Everyone knows that when supply and demand are evenly balanced, the relative value of any product is accurately determined by the quantity of labor embodied in it, that is to say, that this relative value expresses the proportional relation precisely in the sense we have just attached to it. M. Proudhon inverts the order of thing. Begin, he says, by measuring the relative value of a product by the quantity of labor embodied in it, and supply and demand will infallibly balance one another. Production will correspond to consumption, the product will always be exchangeable. Its current price will express exactly its true value. Instead of saying like everyone else: when the weather is fine, a lot of people are to be seen going out for a walk. M. Proudhon makes his people go out for a walk in order to be able to ensure them fine weather.
What M. Proudhon gives as the consequence of marketable value determined a priori by labor time could be justified only by a law couched more or less in the following terms:
Products will in future be exchanged in the exact ratio of the labor time they have cost. Whatever may be the proportion of supply to demand, the exchange of commodities will always be made as if they had been produced proportionately to the demand. Let M. Proudhon take it upon himself to formulate and lay down such a law, and we shall relieve him of the necessity of giving proofs. If, on the other hand, he insists on justifying his theory, not as a legislator, but as an economist, he will have to prove that the time needed to create a commodity indicates exactly the degree of its utility and marks its proportional relation to the demand, and in consequence, to the total amount of wealth. In this case, if a product is sold at a price equal to its cost of production, supply and demand will always be evenly balanced; for the cost of production is supposed to express the true relation between supply and demand.
Actually, M. Proudhon sets out to prove that labor time needed to create a product indicates its true proportional relation to needs, so that the things whose production costs the least time are the most immediately useful, and so on, step by step. The mere production of a luxury object proves at once, according to this doctrine, that society has spare time which allows it to satisfy a need for luxury.
M. Proudhon finds the very proof of his thesis in the observation that the most useful things cost the least time to produce, that society always begins with the easiest industries and successively "starts on the production of objects which cost more labor time and which correspond to a higher order of needs."M. Proudhon borrows from M. Dunoyer the example of extractive industry -- fruit-gathering, pasturage, hunting, fishing, etc. -- which is the simplest, the least costly of industries, and the one by which man began "the first day of his second creation". The first day of his first creation is recorded in Genesis, which shows God as the world's first manufacturer.
Things happen in quite a different way from what M. Proudhon imagines.

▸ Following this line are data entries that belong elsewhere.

#[cfg(test)]
mod test {
    use std::io::Cursor;

    use super::super::store::test::*;
    use super::*;
    use crate::store::MessageStore;

    const ALICE: &str = "alice@example.com";

    #[test]
    fn fnv_known_values() {
        assert_eq!(0x811c_9dc5, fnv1a32(b""));
        assert_eq!(0xe40c_292c, fnv1a32(b"a"));
        assert_eq!(0xbf9c_f968, fnv1a32(b"foobar"));
    }

    #[test]
    fn create_list_delete() {
        let setup = set_up();
        assert_matches!(Err(Error::NxMailbox), setup.store.list_folders(ALICE));

        setup.store.create_folder(ALICE, "Work").unwrap();
        setup.store.create_folder(ALICE, "Archive").unwrap();
        assert_matches!(
            Err(Error::FolderExists),
            setup.store.create_folder(ALICE, "Work")
        );
        assert_matches!(
            Err(Error::InvalidFolderName),
            setup.store.create_folder(ALICE, "../Work")
        );

        // A stray dot-directory without Maildir structure is not a folder
        fs::create_dir(setup.root.path().join(ALICE).join(".stray")).unwrap();

        assert_eq!(
            vec!["Archive".to_owned(), "Work".to_owned()],
            setup.store.list_folders(ALICE).unwrap()
        );

        setup.store.delete_folder(ALICE, "Work").unwrap();
        assert_matches!(
            Err(Error::NxFolder),
            setup.store.delete_folder(ALICE, "Work")
        );
        assert_eq!(
            vec!["Archive".to_owned()],
            setup.store.list_folders(ALICE).unwrap()
        );
    }

    #[test]
    fn folder_reads_require_folder() {
        let setup = set_up();
        setup.store.list(ALICE).unwrap();

        assert_matches!(
            Err(Error::NxFolder),
            setup.store.list_in_folder(ALICE, "Missing")
        );
        assert_matches!(
            Err(Error::NxFolder),
            setup.store.stat_folder(ALICE, "Missing")
        );
        assert_matches!(
            Err(Error::NxFolder),
            setup
                .store
                .retrieve_from_folder(ALICE, "Missing", "x")
                .map(|_| ())
        );
        assert_matches!(
            Err(Error::InvalidFolderName),
            setup.store.delete_in_folder(ALICE, "new", "x")
        );
    }

    #[test]
    fn folder_delete_and_expunge() {
        let setup = set_up();
        let uid = setup
            .store
            .deliver_to_folder(ALICE, "Lists", &mut Cursor::new(b"list mail"))
            .unwrap();

        let listed = setup.store.list_in_folder(ALICE, "Lists").unwrap();
        assert_eq!(1, listed.len());
        assert_eq!(uid, listed[0].uid);
        assert_eq!(vec![Flag::Recent], listed[0].flags);
        assert_eq!((1, 9), setup.store.stat_folder(ALICE, "Lists").unwrap());

        setup.store.delete_in_folder(ALICE, "Lists", &uid).unwrap();
        assert!(setup.store.list_in_folder(ALICE, "Lists").unwrap().is_empty());
        assert_matches!(
            Err(Error::MessageDeleted),
            setup
                .store
                .retrieve_from_folder(ALICE, "Lists", &uid)
                .map(|_| ())
        );
        // The inbox is unaffected by folder marks
        assert!(setup.store.list(ALICE).unwrap().is_empty());

        setup.store.expunge_folder(ALICE, "Lists").unwrap();
        assert_matches!(
            Err(Error::NxMessage),
            setup
                .store
                .retrieve_from_folder(ALICE, "Lists", &uid)
                .map(|_| ())
        );
    }

    #[test]
    fn delete_folder_forgets_marks() {
        let setup = set_up();
        let uid = setup
            .store
            .deliver_to_folder(ALICE, "Tmp1", &mut Cursor::new(b"x"))
            .unwrap();
        setup.store.delete_in_folder(ALICE, "Tmp1", &uid).unwrap();
        setup.store.delete_folder(ALICE, "Tmp1").unwrap();

        setup.store.create_folder(ALICE, "Tmp1").unwrap();
        // Nothing pending, so this does not fail even though the old
        // message is gone
        setup.store.expunge_folder(ALICE, "Tmp1").unwrap();
    }

    #[test]
    fn rename_transplants_marks() {
        let setup = set_up();
        let keep = setup
            .store
            .deliver_to_folder(ALICE, "Old", &mut Cursor::new(b"keep"))
            .unwrap();
        let gone = setup
            .store
            .deliver_to_folder(ALICE, "Old", &mut Cursor::new(b"gone"))
            .unwrap();
        setup.store.delete_in_folder(ALICE, "Old", &gone).unwrap();

        setup.store.create_folder(ALICE, "Taken").unwrap();
        assert_matches!(
            Err(Error::FolderExists),
            setup.store.rename_folder(ALICE, "Old", "Taken")
        );
        assert_matches!(
            Err(Error::NxFolder),
            setup.store.rename_folder(ALICE, "Nope", "Other")
        );

        setup.store.rename_folder(ALICE, "Old", "New").unwrap();
        assert_matches!(
            Err(Error::NxFolder),
            setup.store.list_in_folder(ALICE, "Old")
        );

        let listed = setup.store.list_in_folder(ALICE, "New").unwrap();
        assert_eq!(1, listed.len());
        assert_eq!(keep, listed[0].uid);
        assert_matches!(
            Err(Error::MessageDeleted),
            setup
                .store
                .retrieve_from_folder(ALICE, "New", &gone)
                .map(|_| ())
        );

        setup.store.expunge_folder(ALICE, "New").unwrap();
        let cur = setup.root.path().join(ALICE).join(".New/cur");
        assert_eq!(1, fs::read_dir(cur).unwrap().count());
    }

    #[test]
    fn append_with_flags_and_date() {
        let setup = set_up();
        let when = Utc.timestamp_opt(1_577_934_245, 0).unwrap();
        let uid = setup
            .store
            .append_to_folder(
                ALICE,
                "Sent",
                &mut Cursor::new(b"sent mail"),
                &[Flag::Seen, Flag::Recent, Flag::Answered],
                when,
            )
            .unwrap();

        let listed = setup.store.list_in_folder(ALICE, "Sent").unwrap();
        assert_eq!(1, listed.len());
        assert_eq!(uid, listed[0].uid);
        assert_eq!(vec![Flag::Answered, Flag::Seen], listed[0].flags);
        assert_eq!(when, listed[0].internal_date);
        assert!(setup
            .root
            .path()
            .join(ALICE)
            .join(".Sent/cur")
            .join(format!("{}:2,RS", uid))
            .is_file());

        // INBOX in any casing is the mailbox root
        let uid = setup
            .store
            .append_to_folder(ALICE, "inbox", &mut Cursor::new(b"x"), &[], when)
            .unwrap();
        let listed = setup.store.list(ALICE).unwrap();
        assert_eq!(1, listed.len());
        assert_eq!(uid, listed[0].uid);
        assert!(listed[0].flags.is_empty());
    }

    #[test]
    fn copy_between_folders() {
        let setup = set_up();
        deliver(&setup.store, &[ALICE], b"original");
        let uid = setup.store.list(ALICE).unwrap()[0].uid.clone();
        setup
            .store
            .set_flags_in_folder(ALICE, "INBOX", &uid, &[Flag::Flagged])
            .unwrap();

        let copy = setup
            .store
            .copy_message(ALICE, "INBOX", &uid, "Keep")
            .unwrap();
        assert_ne!(uid, copy);

        let listed = setup.store.list_in_folder(ALICE, "Keep").unwrap();
        assert_eq!(1, listed.len());
        assert_eq!(vec![Flag::Flagged], listed[0].flags);
        assert_eq!(
            b"original".to_vec(),
            read_all(
                setup
                    .store
                    .retrieve_from_folder(ALICE, "Keep", &copy)
                    .unwrap()
            )
        );

        // Source unchanged
        assert_eq!(
            b"original".to_vec(),
            read_all(setup.store.retrieve(ALICE, &uid).unwrap())
        );

        assert_matches!(
            Err(Error::NxMessage),
            setup.store.copy_message(ALICE, "INBOX", "missing", "Keep")
        );
        assert_matches!(
            Err(Error::NxFolder),
            setup.store.copy_message(ALICE, "Nowhere", &uid, "Keep")
        );
    }

    #[test]
    fn copy_of_unseen_message_stays_new() {
        let setup = set_up();
        let uid = setup
            .store
            .deliver_to_folder(ALICE, "In", &mut Cursor::new(b"fresh"))
            .unwrap();
        let copy = setup.store.copy_message(ALICE, "In", &uid, "Out").unwrap();

        let listed = setup.store.list_in_folder(ALICE, "Out").unwrap();
        assert_eq!(copy, listed[0].uid);
        assert_eq!(vec![Flag::Recent], listed[0].flags);
    }

    #[test]
    fn set_flags() {
        let setup = set_up();
        let uid = setup
            .store
            .deliver_to_folder(ALICE, "Work", &mut Cursor::new(b"x"))
            .unwrap();

        // Still in new/
        setup
            .store
            .set_flags_in_folder(ALICE, "Work", &uid, &[Flag::Seen, Flag::Draft])
            .unwrap();
        let listed = setup.store.list_in_folder(ALICE, "Work").unwrap();
        assert_eq!(vec![Flag::Draft, Flag::Seen], listed[0].flags);

        // Now in cur/
        setup
            .store
            .set_flags_in_folder(ALICE, "Work", &uid, &[])
            .unwrap();
        let listed = setup.store.list_in_folder(ALICE, "Work").unwrap();
        assert!(listed[0].flags.is_empty());

        assert_matches!(
            Err(Error::NxMessage),
            setup.store.set_flags_in_folder(ALICE, "Work", "missing", &[])
        );
        assert_matches!(
            Err(Error::NxMailbox),
            setup
                .store
                .set_flags_in_folder("nobody@example.com", "INBOX", &uid, &[])
        );
    }

    #[test]
    fn uid_validity() {
        let setup = set_up();
        let a = setup.store.uid_validity(ALICE, "Archive").unwrap();
        let b = setup.store.uid_validity(ALICE, "Archive").unwrap();
        let c = setup.store.uid_validity(ALICE, "Work").unwrap();
        assert_eq!(a, b);
        assert_ne!(a, c);
        assert_ne!(0, a);
        assert_eq!(fnv1a32(b"Archive"), a);

        // Doesn't depend on the folder existing, nor on the mailbox
        assert_eq!(
            a,
            setup
                .store
                .uid_validity("bob@example.com", "Archive")
                .unwrap()
        );

        assert_eq!(
            fnv1a32(ALICE.as_bytes()),
            setup.store.uid_validity(ALICE, "INBOX").unwrap()
        );
        assert_eq!(
            setup.store.uid_validity(ALICE, "INBOX").unwrap(),
            setup.store.uid_validity(ALICE, "Inbox").unwrap()
        );
        assert_matches!(
            Err(Error::InvalidFolderName),
            setup.store.uid_validity(ALICE, "../x")
        );
    }

    #[test]
    fn uid_validity_of_inbox_uses_final_path_element() {
        let setup = set_up_with("Maildir", "{domain}/{localpart}");
        assert_eq!(
            fnv1a32(b"Maildir"),
            setup.store.uid_validity(ALICE, "INBOX").unwrap()
        );
    }
}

The very moment civilization begins, production begins to be founded on the antagonism of orders, estates, classes, and finally on the antagonism of accumulated labor and actual labor. No antagonism, no progress. This is the law that civilization has followed up to our days. Till now the productive forces have been developed by virtue of this system of class antagonisms. To say now that, because all the needs of all the workers were satisfied, men could devote themselves to the creation of products of a higher order -- to more complicated industries -- would be to leave class antagonism out of account and turn all historical development upside down. It is like saying that because, under the Roman emperors, muraena were fattened in artificial fishponds, therefore there was enough to feed abundantly the whole Roman population. Actually, on the contrary, the Roman people had not enough to buy bread with, while the Roman aristocrats had slaves enough to throw as fodder to the muraena.

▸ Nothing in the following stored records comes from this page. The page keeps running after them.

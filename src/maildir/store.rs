//-
// Copyright (c) 2024, The msgstore authors
//
// This file is part of msgstore.
//
// msgstore is free software: you can redistribute it and/or modify it under
// the terms of the GNU General Public License as published by the Free
// Software Foundation, either version 3 of the License, or (at your option)
// any later version.
//
// msgstore is distributed in the hope that it will be useful, but WITHOUT ANY
// WARRANTY; without  even the implied  warranty of MERCHANTABILITY  or FITNESS
// FOR  A PARTICULAR  PURPOSE.  See the  GNU General  Public  License for  more
// details.
//
// You should have received a copy of the GNU General Public License along with
// msgstore. If not, see <http://www.gnu.org/licenses/>.

//! The Maildir++ message store.
//!
//! Each mailbox is a Maildir whose location is determined by a
//! `MailboxPathResolver`; its folders are `.name` Maildirs inside it. The
//! inbox of a mailbox is created on first delivery or listing. Folders are
//! only ever created by explicit request, never as a side effect of
//! subaddressed delivery.

use std::collections::HashSet;
use std::fs;
use std::io::Read;
use std::sync::Arc;

use chrono::prelude::*;
use log::{info, warn};

use super::deletion::{DeletionKey, DeletionTracker};
use super::mailbox_path::MailboxPathResolver;
use super::maildir::Maildir;
use super::unique_name::UniqueNamer;
use crate::store::{
    DeliveryAgent, Envelope, Flag, MessageInfo, MessageStore, Recipient,
};
use crate::support::error::Error;
use crate::support::system_config::StoreConfig;

#[derive(Debug)]
pub struct MaildirStore {
    pub(super) resolver: MailboxPathResolver,
    pub(super) namer: Arc<UniqueNamer>,
    pub(super) deletions: DeletionTracker,
    pub(super) log_prefix: String,
}

impl MaildirStore {
    /// Create a store over the given layout, naming new messages with
    /// `namer`.
    pub fn new(resolver: MailboxPathResolver, namer: Arc<UniqueNamer>) -> Self {
        MaildirStore {
            log_prefix: format!("maildir[{}]", resolver.base_path().display()),
            resolver,
            namer,
            deletions: DeletionTracker::new(),
        }
    }

    pub fn from_config(config: &StoreConfig) -> Result<Self, Error> {
        if config.base_path.as_os_str().is_empty() {
            return Err(Error::BadConfig("store.base_path is empty".to_owned()));
        }

        Ok(MaildirStore::new(
            MailboxPathResolver::from_config(config),
            Arc::new(UniqueNamer::new()),
        ))
    }

    pub fn resolver(&self) -> &MailboxPathResolver {
        &self.resolver
    }

    pub(super) fn inbox(&self, mailbox: &str) -> Result<Maildir, Error> {
        Ok(Maildir::new(self.resolver.mailbox_path(mailbox)?))
    }

    /// Return the inbox of `mailbox`, creating it if it does not exist yet.
    pub(super) fn ensure_inbox(&self, mailbox: &str) -> Result<Maildir, Error> {
        let inbox = self.inbox(mailbox)?;
        if !inbox.exists() {
            inbox.create()?;
            info!("{} Created mailbox {}", self.log_prefix, mailbox);
        }
        Ok(inbox)
    }

    pub(super) fn folder(
        &self,
        mailbox: &str,
        folder: &str,
    ) -> Result<Maildir, Error> {
        Ok(Maildir::new(self.resolver.folder_path(mailbox, folder)?))
    }

    /// Return the Maildir for `folder`, or the inbox if `folder` is `INBOX`
    /// in any casing, along with its deletion key.
    pub(super) fn folder_or_inbox(
        &self,
        mailbox: &str,
        folder: &str,
    ) -> Result<(Maildir, DeletionKey), Error> {
        if folder.eq_ignore_ascii_case("INBOX") {
            Ok((self.inbox(mailbox)?, DeletionKey::inbox(mailbox)))
        } else {
            Ok((
                self.folder(mailbox, folder)?,
                DeletionKey::folder(mailbox, folder),
            ))
        }
    }

    /// List the visible messages of `maildir`, first moving anything in
    /// `new` into `cur`.
    pub(super) fn list_dir(
        &self,
        maildir: &Maildir,
        key: &DeletionKey,
    ) -> Result<Vec<MessageInfo>, Error> {
        let recent = maildir.take_new()?.into_iter().collect::<HashSet<_>>();

        let mut messages = Vec::new();
        for file in maildir.list_cur()? {
            if self.deletions.is_deleted(key, &file.uid) {
                continue;
            }

            // The file can disappear between listing and stat if another
            // instance expunges it; it is simply not listed then.
            let metadata = match fs::metadata(&file.path) {
                Ok(md) => md,
                Err(_) => continue,
            };

            let mut flags = Vec::with_capacity(file.flags.len() + 1);
            if recent.contains(&file.uid) {
                flags.push(Flag::Recent);
            }
            flags.extend(file.flags);

            messages.push(MessageInfo {
                uid: file.uid,
                size: metadata.len(),
                flags,
                internal_date: metadata
                    .modified()
                    .map(DateTime::<Utc>::from)
                    .unwrap_or_else(|_| Utc::now()),
            });
        }

        Ok(messages)
    }

    pub(super) fn retrieve_from(
        &self,
        maildir: &Maildir,
        key: &DeletionKey,
        uid: &str,
        missing: Error,
    ) -> Result<Box<dyn Read + Send>, Error> {
        if self.deletions.is_deleted(key, uid) {
            return Err(Error::MessageDeleted);
        }

        if !maildir.exists() {
            return Err(missing);
        }

        Ok(Box::new(maildir.open(uid)?))
    }

    /// Remove everything marked for deletion in `key` from the Maildir
    /// `resolve` returns.
    ///
    /// `resolve` is not called at all if nothing is marked.
    pub(super) fn expunge_dir(
        &self,
        key: &DeletionKey,
        resolve: impl FnOnce() -> Result<Maildir, Error>,
        missing: Error,
    ) -> Result<(), Error> {
        let uids = self.deletions.take_and_clear(key);
        if uids.is_empty() {
            return Ok(());
        }

        let maildir = resolve()?;
        if !maildir.exists() {
            return Err(missing);
        }

        let mut result = Ok(());
        let mut removed = 0;
        for uid in &uids {
            match maildir.remove(uid) {
                Ok(true) => removed += 1,
                Ok(false) => (),
                Err(e) => {
                    warn!(
                        "{} Failed to expunge {} from {}: {}",
                        self.log_prefix,
                        uid,
                        maildir.path().display(),
                        e
                    );
                    result = Err(e);
                }
            }
        }

        info!(
            "{} Expunged {} of {} messages from {}",
            self.log_prefix,
            removed,
            uids.len(),
            maildir.path().display()
        );
        result
    }

    /// Deliver `data` to the Maildir that `recipient` routes to, returning
    /// that Maildir and the new UID.
    fn deliver_one(
        &self,
        recipient: &str,
        data: &[u8],
    ) -> Result<(Maildir, String), Error> {
        let parsed = Recipient::parse(recipient);

        let mut target = None;
        if !parsed.extension.is_empty() {
            if let Ok(folder) = self.folder(&parsed.address, &parsed.extension)
            {
                if folder.exists() {
                    target = Some(folder);
                }
            }
        }

        let target = match target {
            Some(folder) => folder,
            None => self.ensure_inbox(&parsed.address)?,
        };

        let uid = target.deliver(&self.namer, data)?;
        Ok((target, uid))
    }
}

impl DeliveryAgent for MaildirStore {
    fn deliver(
        &self,
        envelope: &Envelope,
        message: &mut dyn Read,
    ) -> Result<usize, Error> {
        if envelope.recipients.is_empty() {
            return Err(Error::NoRecipients);
        }

        let mut data = Vec::new();
        message.read_to_end(&mut data)?;

        let mut delivered = 0;
        let mut last_error = None;
        for recipient in &envelope.recipients {
            match self.deliver_one(recipient, &data) {
                Ok((target, uid)) => {
                    info!(
                        "{} Delivered message from <{}> for <{}> to {} as {}",
                        self.log_prefix,
                        envelope.from,
                        recipient,
                        target.path().display(),
                        uid
                    );
                    delivered += 1;
                }
                Err(e) => {
                    warn!(
                        "{} Delivery for <{}> failed: {}",
                        self.log_prefix, recipient, e
                    );
                    last_error = Some(e);
                }
            }
        }

        match last_error {
            Some(e) if 0 == delivered => Err(e),
            _ => Ok(delivered),
        }
    }
}

impl MessageStore for MaildirStore {
    /// Creates the mailbox if it does not exist, so that a newly provisioned
    /// user sees an empty inbox.
    fn list(&self, mailbox: &str) -> Result<Vec<MessageInfo>, Error> {
        let inbox = self.ensure_inbox(mailbox)?;
        self.list_dir(&inbox, &DeletionKey::inbox(mailbox))
    }

    fn retrieve(
        &self,
        mailbox: &str,
        uid: &str,
    ) -> Result<Box<dyn Read + Send>, Error> {
        let inbox = self.inbox(mailbox)?;
        self.retrieve_from(
            &inbox,
            &DeletionKey::inbox(mailbox),
            uid,
            Error::NxMailbox,
        )
    }

    fn delete(&self, mailbox: &str, uid: &str) -> Result<(), Error> {
        self.resolver.mailbox_path(mailbox)?;
        self.deletions.mark_deleted(DeletionKey::inbox(mailbox), uid);
        Ok(())
    }

    fn expunge(&self, mailbox: &str) -> Result<(), Error> {
        self.expunge_dir(
            &DeletionKey::inbox(mailbox),
            || self.inbox(mailbox),
            Error::NxMailbox,
        )
    }
}

#[cfg(test)]
pub(super) mod test {
    use std::io::Cursor;

    use super::*;

    pub struct Setup {
        pub root: tempfile::TempDir,
        pub store: MaildirStore,
    }

    pub fn set_up() -> Setup {
        set_up_with("", "")
    }

    pub fn set_up_with(maildir_subdir: &str, path_template: &str) -> Setup {
        crate::init_test_log();

        let root = tempfile::tempdir().unwrap();
        let store = MaildirStore::new(
            MailboxPathResolver::new(
                root.path(),
                maildir_subdir,
                path_template,
            ),
            Arc::new(UniqueNamer::new()),
        );
        Setup { root, store }
    }

    pub fn deliver(store: &impl DeliveryAgent, to: &[&str], data: &[u8]) {
        let envelope = Envelope::new(
            "sender@example.org",
            to.iter().map(|&s| s.to_owned()).collect(),
        );
        store.deliver(&envelope, &mut Cursor::new(data)).unwrap();
    }

    pub fn read_all(mut r: Box<dyn Read + Send>) -> Vec<u8> {
        let mut data = Vec::new();
        r.read_to_end(&mut data).unwrap();
        data
    }

    #[test]
    fn from_config_rejects_empty_base() {
        let config = StoreConfig::maildir("");
        assert_matches!(
            Err(Error::BadConfig(_)),
            MaildirStore::from_config(&config)
        );
    }

    #[test]
    fn no_recipients() {
        let setup = set_up();
        let envelope = Envelope::new("a@b", vec![]);
        assert_matches!(
            Err(Error::NoRecipients),
            setup.store.deliver(&envelope, &mut Cursor::new(b"x"))
        );
        // Nothing was created
        assert_eq!(0, fs::read_dir(setup.root.path()).unwrap().count());
    }

    #[test]
    fn list_creates_mailbox() {
        let setup = set_up();
        assert!(setup.store.list("new@example.com").unwrap().is_empty());
        assert!(setup.root.path().join("new@example.com/cur").is_dir());
        assert_eq!((0, 0), setup.store.stat("new@example.com").unwrap());
    }

    #[test]
    fn recent_reported_once() {
        let setup = set_up();
        deliver(&setup.store, &["alice@example.com"], b"hello");

        let first = setup.store.list("alice@example.com").unwrap();
        assert_eq!(1, first.len());
        assert_eq!(vec![Flag::Recent], first[0].flags);
        assert_eq!(5, first[0].size);

        let second = setup.store.list("alice@example.com").unwrap();
        assert_eq!(first[0].uid, second[0].uid);
        assert!(second[0].flags.is_empty());
    }

    #[test]
    fn retrieve_errors() {
        let setup = set_up();
        assert_matches!(
            Err(Error::NxMailbox),
            setup.store.retrieve("nobody@example.com", "x").map(|_| ())
        );

        deliver(&setup.store, &["alice@example.com"], b"hello");
        assert_matches!(
            Err(Error::NxMessage),
            setup.store.retrieve("alice@example.com", "nope").map(|_| ())
        );
        assert_matches!(
            Err(Error::NxMessage),
            setup
                .store
                .retrieve("alice@example.com", "../../etc/passwd")
                .map(|_| ())
        );
        assert_matches!(
            Err(Error::PathTraversal),
            setup.store.retrieve("../escape", "x").map(|_| ())
        );
    }

    #[test]
    fn expunge_without_marks_is_noop() {
        let setup = set_up();
        setup.store.expunge("never-created@example.com").unwrap();
        assert!(!setup.root.path().join("never-created@example.com").exists());
    }

    #[test]
    fn expunge_of_missing_mailbox() {
        let setup = set_up();
        setup.store.delete("ghost@example.com", "1").unwrap();
        assert_matches!(
            Err(Error::NxMailbox),
            setup.store.expunge("ghost@example.com")
        );
        // The marks were consumed regardless
        setup.store.expunge("ghost@example.com").unwrap();
    }

    #[test]
    fn delete_checks_mailbox_path() {
        let setup = set_up();
        assert_matches!(
            Err(Error::PathTraversal),
            setup.store.delete("../x", "1")
        );
    }

    #[test]
    fn partial_failure_counts_successes() {
        let setup = set_up();
        let envelope = Envelope::new(
            "sender@example.org",
            vec!["../escape".to_owned(), "ok@example.com".to_owned()],
        );
        assert_eq!(
            1,
            setup
                .store
                .deliver(&envelope, &mut Cursor::new(b"msg"))
                .unwrap()
        );

        let envelope =
            Envelope::new("sender@example.org", vec!["..".to_owned()]);
        assert_matches!(
            Err(Error::PathTraversal),
            setup.store.deliver(&envelope, &mut Cursor::new(b"msg"))
        );
    }
}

The price of food has almost continuously risen, while the price of manufactured and luxury goods has almost continuously fallen. Take the agricultural industry itself; the most indispensable objects, like corn, meat, etc., rise in price, while cotton, sugar, coffee, etc., fall in a surprising proportion. And even among comestibles proper, the luxury articles, like artichokes, asparagus, etc., are today relatively cheaper than foodstuffs of prime necessity. In our age, the superfluous is easier to produce than the necessary. Finally, at different historical epochs, the reciprocal price relations are not only different, but opposed to one another. In the whole of the Middle Ages, agricultural products were relatively cheaper than manufactured products; in modern times they are in inverse ratio.
Does this mean that the utility of agricultural products has diminished since the Middle Ages?
The use of products is determined by the social conditions in which the consumers find themselves placed, and these conditions themselves are based on class antagonism.
Cotton, potatoes and spirits are objects of the most common use.
Potatoes have engendered scrofula; cotton has to a great extent driven out flax and wool, although wool and flax are, in many cases, of greater utility, if only from the point of view of hygiene; finally, spirits have got the upper hand of beer and wine, although spirits used as an alimentary substance are everywhere recognized to be poison. For a whole century, governments struggled in vain against the European opium; economics prevailed, and dictated its orders to consumption.
Why are cotton, potatoes and spirits the pivots of bourgeois society?